Конечно, ее отношение к капитану Альвару не изменилось – с чего бы? Но теперь, натыкаясь взглядом на такую различимую в белом свете черную фигуру, Асин падала в бесконечный поток мыслей, который швырял ее из стороны в сторону, и замирала, приоткрыв рот. Какая разница, кем была его мать? Свою Асин точно так же не знала, но, судя по рассказам папы, ее мама покинула семью, бросившись в бушующие воды – будто ей не оставили выбора. Это делало Асин особенно больно. По крайней мере, мать Альвара осталась с ним до конца, любила его, как любила своего печального одинокого мужчину. Но силами Вальдекриза образ не женщины – шакалицы – прочно засел в голове.

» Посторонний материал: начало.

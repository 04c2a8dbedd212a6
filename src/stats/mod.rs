//! Descriptive statistics over a filtered set of trips.
//!
//! Each report is computed by a pure function over a [`Dataset`] and knows
//! how to render itself; timing and headers live in [`crate::output`].

pub mod duration;
pub mod mode;
pub mod station;
pub mod time;
pub mod users;
pub mod utility;

use clap::ValueEnum;
use serde::Serialize;
use std::io::{self, Write};

use crate::dataset::Dataset;
use crate::filter::Selection;

/// How the "most common trip" is identified.
#[derive(Debug, Clone, Copy, PartialEq, Eq, Default, ValueEnum, Serialize)]
#[serde(rename_all = "snake_case")]
pub enum TripLabel {
    /// The (start station, end station) pair.
    #[default]
    Stations,
    /// The raw start and end timestamps joined together.
    Timestamps,
}

/// Values every report needs besides the trips themselves.
#[derive(Debug, Clone, Copy)]
pub struct ReportContext {
    pub month_label: &'static str,
    pub day_label: &'static str,
    pub trip_label: TripLabel,
}

impl ReportContext {
    pub fn new(selection: &Selection, trip_label: TripLabel) -> Self {
        Self {
            month_label: selection.month.label(),
            day_label: selection.day.label(),
            trip_label,
        }
    }
}

/// A statistics section printed after the filters are applied.
pub trait Report: Serialize + Sized {
    /// Header text before the filter description, e.g. `Calculating User Stats`.
    const TITLE: &'static str;

    fn compute(view: &Dataset, ctx: &ReportContext) -> Self;

    fn render(&self, out: &mut dyn Write) -> io::Result<()>;
}
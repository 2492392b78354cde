//! String comparison rules used to grade answers.
//!
//! Quiz answers and memory recalls are graded by two different policies.
//! Answers are case-sensitive; recalls are not. Keep them separate.

use crate::models::Question;

#[derive(Debug, Clone, Copy, PartialEq, Eq)]
pub enum ComparisonPolicy {
    /// Trim both sides, then exact, case-sensitive equality.
    Answer,
    /// Trim both sides, lowercase both, then equality.
    Recall,
}

impl ComparisonPolicy {
    pub fn matches(&self, expected: &str, candidate: &str) -> bool {
        match self {
            ComparisonPolicy::Answer => expected.trim() == candidate.trim(),
            ComparisonPolicy::Recall => {
                expected.trim().to_lowercase() == candidate.trim().to_lowercase()
            }
        }
    }
}

pub fn score_answer(question: &Question, candidate: &str) -> bool {
    ComparisonPolicy::Answer.matches(&question.correct_answer, candidate)
}

pub fn score_recall(prompt_text: &str, recalled_text: &str) -> bool {
    ComparisonPolicy::Recall.matches(prompt_text, recalled_text)
}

– Ты не мог знать! – выпалила Асин, резко махнув руками так, что чуть было не отвесила Вальдекризу пощечину – а то и не одну.
– Что? – Он приоткрыл один глаз, а губы его, дрогнув, сложились в тягучую, точно застывающая на яблоке карамель, улыбку, от которой стало тошно.
– Что я знаю! – вновь вырвался горячий, хоть и непонятный огрызок фразы.
– Знаешь… что́, булка? – усмехнулся Вальдекриз, наслаждаясь лучами, которые уже начали дарить тепло, пусть и слабое.